The restrictions imposed on all EU member countries to prevent governments from providing state aid to their large companies were suspended in middle of March mid the pandemic related crisis.
These rules preventing state aid to private companies by member states of the EU were considered to be a fundamental part of the ecosystem of the EU as these ensured that large companies are not artificially supported by countries and “pick winners” in the European marketplace. But amid fears being expressed by analysts that the EU economy would shrink by 7.5 per cent in 2020 because of the impact of the novel coronavirus pandemic, the EU had triggered an escape clause to bypass the rules.
So far the European commission has approved more than €1.9tn worth of national spending schemes and it also announced recently that this temporary emergency situation would be implemented at least till the end of the current year.
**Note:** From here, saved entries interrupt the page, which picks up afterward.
// ABOUTME: Shared utility module root
// ABOUTME: Currently hosts HTTP client construction
//
// SPDX-License-Identifier: MIT OR Apache-2.0
// Copyright (c) 2025 LightRead

/// HTTP client construction with timeouts
pub mod http_client;
// SPDX-License-Identifier: MIT OR Apache-2.0
// Copyright (c) 2025 LightRead
// ABOUTME: Summarize, regenerate and options commands for lightread-cli
// ABOUTME: Runs the request pipeline against a console surface

use std::process::ExitCode;

use lightread::background::BackgroundContext;
use lightread::pipeline::{RegenerateTrigger, SelectionTrigger};

use crate::helpers::console::ConsoleSurface;
use crate::helpers::display::display_options;

/// Summarize `text`, optionally saving the result
pub async fn summarize(
    context: &BackgroundContext,
    text: String,
    source_url: Option<String>,
    save: bool,
) -> ExitCode {
    let surface = ConsoleSurface;
    let trigger = SelectionTrigger { text, source_url };

    let Ok(result) = context.on_context_menu(&trigger, &surface).await else {
        return ExitCode::FAILURE;
    };
    if !save {
        return ExitCode::SUCCESS;
    }

    match context.pipeline().save(&result).await {
        Ok(()) => {
            println!("\nSaved to your LightRead account.");
            ExitCode::SUCCESS
        }
        Err(e) => {
            eprintln!("Save failed: {}", e.user_message());
            ExitCode::FAILURE
        }
    }
}

/// Regenerate with explicit overrides
pub async fn regenerate(
    context: &BackgroundContext,
    original_text: String,
    source_url: Option<String>,
    tone: String,
    difficulty: String,
) -> ExitCode {
    let trigger = RegenerateTrigger {
        original_text,
        source_url,
        tone,
        difficulty,
    };
    match context.on_regenerate(&trigger, &ConsoleSurface).await {
        Ok(_) => ExitCode::SUCCESS,
        Err(_) => ExitCode::FAILURE,
    }
}

/// Print regenerate choices
pub async fn options(context: &BackgroundContext) -> ExitCode {
    match context.pipeline().summary_options().await {
        Some(options) => {
            display_options(&options);
            ExitCode::SUCCESS
        }
        None => {
            eprintln!("Tone and difficulty options are available for pro accounts only.");
            ExitCode::FAILURE
        }
    }
}
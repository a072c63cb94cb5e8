// ABOUTME: HTTP implementation of the summarization API on top of reqwest
// ABOUTME: Attaches bearer tokens, applies timeouts and keeps non-2xx replies as data
//
// SPDX-License-Identifier: MIT OR Apache-2.0
// Copyright (c) 2025 LightRead

use async_trait::async_trait;
use reqwest::{Client, RequestBuilder};
use serde_json::Value;
use tracing::{debug, warn};
use url::Url;

use super::{ApiReply, SummaryApi};
use crate::config::ClientConfig;
use crate::constants::endpoints;
use crate::errors::ApiError;
use crate::models::{LoginRequest, SaveSummaryRequest, SummaryRequest};
use crate::utils::http_client::create_client_with_timeout;

/// Summarization API reached over HTTP
#[derive(Debug, Clone)]
pub struct HttpApiClient {
    client: Client,
    base_url: String,
}

impl HttpApiClient {
    /// Client for `base_url` using an existing `reqwest::Client`
    #[must_use]
    pub fn new(client: Client, base_url: impl Into<String>) -> Self {
        let base_url = base_url.into();
        Self {
            client,
            base_url: base_url.trim_end_matches('/').to_owned(),
        }
    }

    /// Client with the configured server URL and timeouts
    #[must_use]
    pub fn from_config(config: &ClientConfig) -> Self {
        Self::new(
            create_client_with_timeout(config.request_timeout, config.connect_timeout),
            &config.server_url,
        )
    }

    /// Base URL without a trailing slash
    #[must_use]
    pub fn base_url(&self) -> &str {
        &self.base_url
    }

    fn url(&self, path: &str) -> Result<Url, ApiError> {
        Ok(Url::parse(&format!("{}{path}", self.base_url))?)
    }

    async fn execute(&self, request: RequestBuilder, path: &str) -> Result<ApiReply, ApiError> {
        let response = request.send().await.map_err(|e| {
            warn!(path, error = %e, "API request failed before a response arrived");
            ApiError::from(e)
        })?;

        let status = response.status().as_u16();
        let bytes = response.bytes().await?;
        let body = if bytes.is_empty() {
            Value::Null
        } else {
            serde_json::from_slice(&bytes).unwrap_or_else(|e| {
                debug!(path, status, error = %e, "Response body is not JSON");
                Value::Null
            })
        };

        debug!(path, status, "API response received");
        Ok(ApiReply::new(status, body))
    }
}

#[async_trait]
impl SummaryApi for HttpApiClient {
    async fn refresh_token(&self, token: &str) -> Result<ApiReply, ApiError> {
        let url = self.url(endpoints::AUTH_REFRESH)?;
        let request = self.client.post(url).bearer_auth(token);
        self.execute(request, endpoints::AUTH_REFRESH).await
    }

    async fn login(&self, credentials: &LoginRequest) -> Result<ApiReply, ApiError> {
        let url = self.url(endpoints::AUTH_LOGIN)?;
        let request = self.client.post(url).json(credentials);
        self.execute(request, endpoints::AUTH_LOGIN).await
    }

    async fn summarize(&self, token: &str, request: &SummaryRequest) -> Result<ApiReply, ApiError> {
        let url = self.url(endpoints::SUMMARIZE)?;
        let request = self.client.post(url).bearer_auth(token).json(request);
        self.execute(request, endpoints::SUMMARIZE).await
    }

    async fn user_settings(&self, token: &str) -> Result<ApiReply, ApiError> {
        let url = self.url(endpoints::USER_SETTINGS)?;
        let request = self.client.get(url).bearer_auth(token);
        self.execute(request, endpoints::USER_SETTINGS).await
    }

    async fn user_limits(&self, token: &str) -> Result<ApiReply, ApiError> {
        let url = self.url(endpoints::USER_LIMITS)?;
        let request = self.client.get(url).bearer_auth(token);
        self.execute(request, endpoints::USER_LIMITS).await
    }

    async fn save_summary(
        &self,
        token: &str,
        request: &SaveSummaryRequest,
    ) -> Result<ApiReply, ApiError> {
        let url = self.url(endpoints::SUMMARIES_SAVE)?;
        let request = self.client.post(url).bearer_auth(token).json(request);
        self.execute(request, endpoints::SUMMARIES_SAVE).await
    }

    async fn enum_values(&self, token: &str) -> Result<ApiReply, ApiError> {
        let url = self.url(endpoints::ENUM_VALUES)?;
        let request = self.client.post(url).bearer_auth(token);
        self.execute(request, endpoints::ENUM_VALUES).await
    }
}

#[cfg(test)]
mod tests {
    use super::*;

    #[test]
    fn joins_paths_onto_base() {
        let client = HttpApiClient::new(Client::new(), "https://api.lightread.test/v1/");
        assert_eq!(client.base_url(), "https://api.lightread.test/v1");
        assert_eq!(
            client.url("/summarize").unwrap().as_str(),
            "https://api.lightread.test/v1/summarize"
        );
    }

    #[test]
    fn rejects_unparseable_base() {
        let client = HttpApiClient::new(Client::new(), "not a url");
        assert!(matches!(client.url("/summarize"), Err(ApiError::Url(_))));
    }
}
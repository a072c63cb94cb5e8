// SPDX-License-Identifier: MIT OR Apache-2.0
// Copyright (c) 2025 LightRead
// ABOUTME: Terminal implementation of the page surface
// ABOUTME: Summaries go to stdout, errors to stderr

use async_trait::async_trait;
use lightread::models::{SummaryResult, Theme};
use lightread::surface::PageSurface;
use tracing::debug;

use super::display::display_summary;

/// Renders the overlay as plain terminal output
pub struct ConsoleSurface;

#[async_trait]
impl PageSurface for ConsoleSurface {
    async fn show_summary(&self, result: &SummaryResult, _token: &str) {
        display_summary(result);
    }

    async fn show_error(&self, message: &str) {
        eprintln!("Error: {message}");
    }

    async fn apply_theme(&self, theme: Theme) {
        debug!(%theme, "Terminal output ignores theme changes");
    }
}
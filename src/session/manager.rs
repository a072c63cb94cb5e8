// ABOUTME: Owner of the in-memory auth state, mirrored to the persistent session store
// ABOUTME: Reloads itself when another context changes the token or user keys
//
// SPDX-License-Identifier: MIT OR Apache-2.0
// Copyright (c) 2025 LightRead

use std::sync::Arc;

use serde_json::{Map, Value};
use tokio::sync::{broadcast::error::RecvError, RwLock};
use tokio::task::JoinHandle;
use tracing::{debug, info, warn};

use super::store::{KeyValueStore, StoreError};
use crate::constants::storage_keys;
use crate::models::{AuthState, UserRef};

/// Single owner of the background process's [`AuthState`].
///
/// Mutations update memory first and then mirror to the store, so readers in
/// this process never wait on the storage round trip.
pub struct AuthStateManager {
    state: RwLock<AuthState>,
    store: Arc<dyn KeyValueStore>,
}

impl AuthStateManager {
    /// Manager starting logged out; call [`Self::load`] to pick up a stored session
    #[must_use]
    pub fn new(store: Arc<dyn KeyValueStore>) -> Self {
        Self {
            state: RwLock::new(AuthState::logged_out()),
            store,
        }
    }

    /// Rebuild the in-memory state from the store
    ///
    /// # Errors
    ///
    /// Returns an error if the store cannot be read
    pub async fn load(&self) -> Result<AuthState, StoreError> {
        let stored = read_stored_state(self.store.as_ref()).await?;
        *self.state.write().await = stored.clone();
        debug!(logged_in = stored.is_logged_in(), "Loaded auth state from store");
        Ok(stored)
    }

    /// Current in-memory state
    pub async fn current(&self) -> AuthState {
        self.state.read().await.clone()
    }

    /// Current state, falling back to the store when memory says logged out.
    ///
    /// Covers a process that restarted since the last login.
    ///
    /// # Errors
    ///
    /// Returns an error if the store cannot be read
    pub async fn current_or_load(&self) -> Result<AuthState, StoreError> {
        let current = self.current().await;
        if current.is_logged_in() {
            return Ok(current);
        }
        self.load().await
    }

    /// Replace the state and mirror it to the store
    ///
    /// # Errors
    ///
    /// Returns an error if the store write fails; memory is already updated
    pub async fn set(&self, state: AuthState) -> Result<(), StoreError> {
        *self.state.write().await = state.clone();
        self.persist(&state).await
    }

    /// Swap the token, keeping the current user
    ///
    /// # Errors
    ///
    /// Returns an error if the store write fails
    pub async fn set_token(&self, token: &str) -> Result<AuthState, StoreError> {
        let updated = {
            let mut state = self.state.write().await;
            *state = state.with_token(token);
            state.clone()
        };
        self.persist(&updated).await?;
        Ok(updated)
    }

    /// Log out locally and remove the stored session
    ///
    /// # Errors
    ///
    /// Returns an error if the store write fails
    pub async fn clear(&self) -> Result<(), StoreError> {
        self.set(AuthState::logged_out()).await
    }

    async fn persist(&self, state: &AuthState) -> Result<(), StoreError> {
        match (state.token(), state.user()) {
            (Some(token), Some(user)) => {
                let mut entries = Map::new();
                entries.insert(storage_keys::TOKEN.to_owned(), Value::from(token));
                entries.insert(storage_keys::USER.to_owned(), serde_json::to_value(user)?);
                self.store.set(entries).await
            }
            _ => {
                self.store
                    .remove(&[storage_keys::TOKEN, storage_keys::USER])
                    .await
            }
        }
    }

    /// React to writes made by other contexts.
    ///
    /// Whenever `token` or `user` changes in the store, the state is reloaded;
    /// `on_change` runs only if the reloaded state differs from what this
    /// manager already held, so the manager's own writes do not echo back.
    pub fn on_external_change<F>(self: &Arc<Self>, on_change: F) -> JoinHandle<()>
    where
        F: Fn(AuthState) + Send + Sync + 'static,
    {
        let manager = Arc::clone(self);
        let mut changes = self.store.subscribe();

        tokio::spawn(async move {
            loop {
                let change = match changes.recv().await {
                    Ok(change) => change,
                    Err(RecvError::Lagged(skipped)) => {
                        warn!(skipped, "Missed storage change notifications, reloading");
                        manager.reload_and_notify(&on_change).await;
                        continue;
                    }
                    Err(RecvError::Closed) => break,
                };
                if change.key == storage_keys::TOKEN || change.key == storage_keys::USER {
                    manager.reload_and_notify(&on_change).await;
                }
            }
            debug!("Storage change stream closed");
        })
    }

    async fn reload_and_notify<F>(&self, on_change: &F)
    where
        F: Fn(AuthState),
    {
        let before = self.current().await;
        match self.load().await {
            Ok(after) if after != before => {
                info!(logged_in = after.is_logged_in(), "Auth state changed externally");
                on_change(after);
            }
            Ok(_) => {}
            Err(e) => warn!(error = %e, "Failed to reload auth state after storage change"),
        }
    }
}

async fn read_stored_state(store: &dyn KeyValueStore) -> Result<AuthState, StoreError> {
    let mut values = store
        .get(&[storage_keys::TOKEN, storage_keys::USER])
        .await?;

    let token = match values.remove(storage_keys::TOKEN) {
        Some(Value::String(token)) => Some(token),
        _ => None,
    };
    let user = values
        .remove(storage_keys::USER)
        .and_then(|value| match serde_json::from_value::<UserRef>(value) {
            Ok(user) => Some(user),
            Err(e) => {
                warn!(error = %e, "Ignoring malformed stored user");
                None
            }
        });

    Ok(AuthState::from_parts(token, user))
}

#[cfg(test)]
mod tests {
    use super::*;
    use crate::session::store::{JsonStore, StorageArea};
    use serde_json::json;

    fn store() -> Arc<JsonStore> {
        Arc::new(JsonStore::in_memory(StorageArea::Local))
    }

    #[tokio::test]
    async fn load_requires_token_and_user() {
        let store = store();
        let manager = AuthStateManager::new(store.clone());

        let mut entries = Map::new();
        entries.insert("token".to_owned(), json!("abc"));
        store.set(entries).await.unwrap();
        assert!(!manager.load().await.unwrap().is_logged_in());

        let mut entries = Map::new();
        entries.insert("user".to_owned(), json!({"email": "reader@example.com"}));
        store.set(entries).await.unwrap();
        let state = manager.load().await.unwrap();
        assert!(state.is_logged_in());
        assert_eq!(state.token(), Some("abc"));
    }

    #[tokio::test]
    async fn set_and_clear_mirror_to_store() {
        let store = store();
        let manager = AuthStateManager::new(store.clone());

        manager
            .set(AuthState::logged_in("tok", UserRef::with_email("a@b.c")))
            .await
            .unwrap();
        let stored = store.get(&["token", "user"]).await.unwrap();
        assert_eq!(stored["token"], "tok");
        assert_eq!(stored["user"]["email"], "a@b.c");

        manager.clear().await.unwrap();
        assert!(store.get(&["token", "user"]).await.unwrap().is_empty());
        assert_eq!(manager.current().await, AuthState::logged_out());
    }

    #[tokio::test]
    async fn set_token_keeps_user() {
        let manager = AuthStateManager::new(store());
        manager
            .set(AuthState::logged_in("old", UserRef::with_email("a@b.c")))
            .await
            .unwrap();

        let updated = manager.set_token("new").await.unwrap();
        assert_eq!(updated.token(), Some("new"));
        assert_eq!(updated.user().map(|u| u.email.as_str()), Some("a@b.c"));
    }

    #[tokio::test]
    async fn malformed_user_is_logged_out() {
        let store = store();
        let mut entries = Map::new();
        entries.insert("token".to_owned(), json!("abc"));
        entries.insert("user".to_owned(), json!("not-an-object"));
        store.set(entries).await.unwrap();

        let manager = AuthStateManager::new(store);
        assert!(!manager.load().await.unwrap().is_logged_in());
    }
}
More than half of the state aid approved by the European commission since the pandemic began was from Germany, which is the largest economy of the EU and makes up about a quarter of the GDP of the block. Approval of about one fifth of the emergency spending was for France and Italy.
According to the spring forecast of the European Commission issued last week, the contraction of the German economy because of the pandemic would be far less dramatic compared to most of the other member countries and would stage a more swifter recovery even as the Commission predicted that the contraction of its economy (6.5 per cent) is expected to be the deepest for the German economy since the Second World War.
In contrast, some of the other EU countries are expected to see a steeper contraction such as for Greece which is expected to contract the most at 9.7 per cent because of the closure of the tourism industry of the country due to the travel restrictions induced by the coronavirus pandemic. The GDP of Italy and Spain is expected to contract by 9.5 per cent and 9.4 per cent respectively.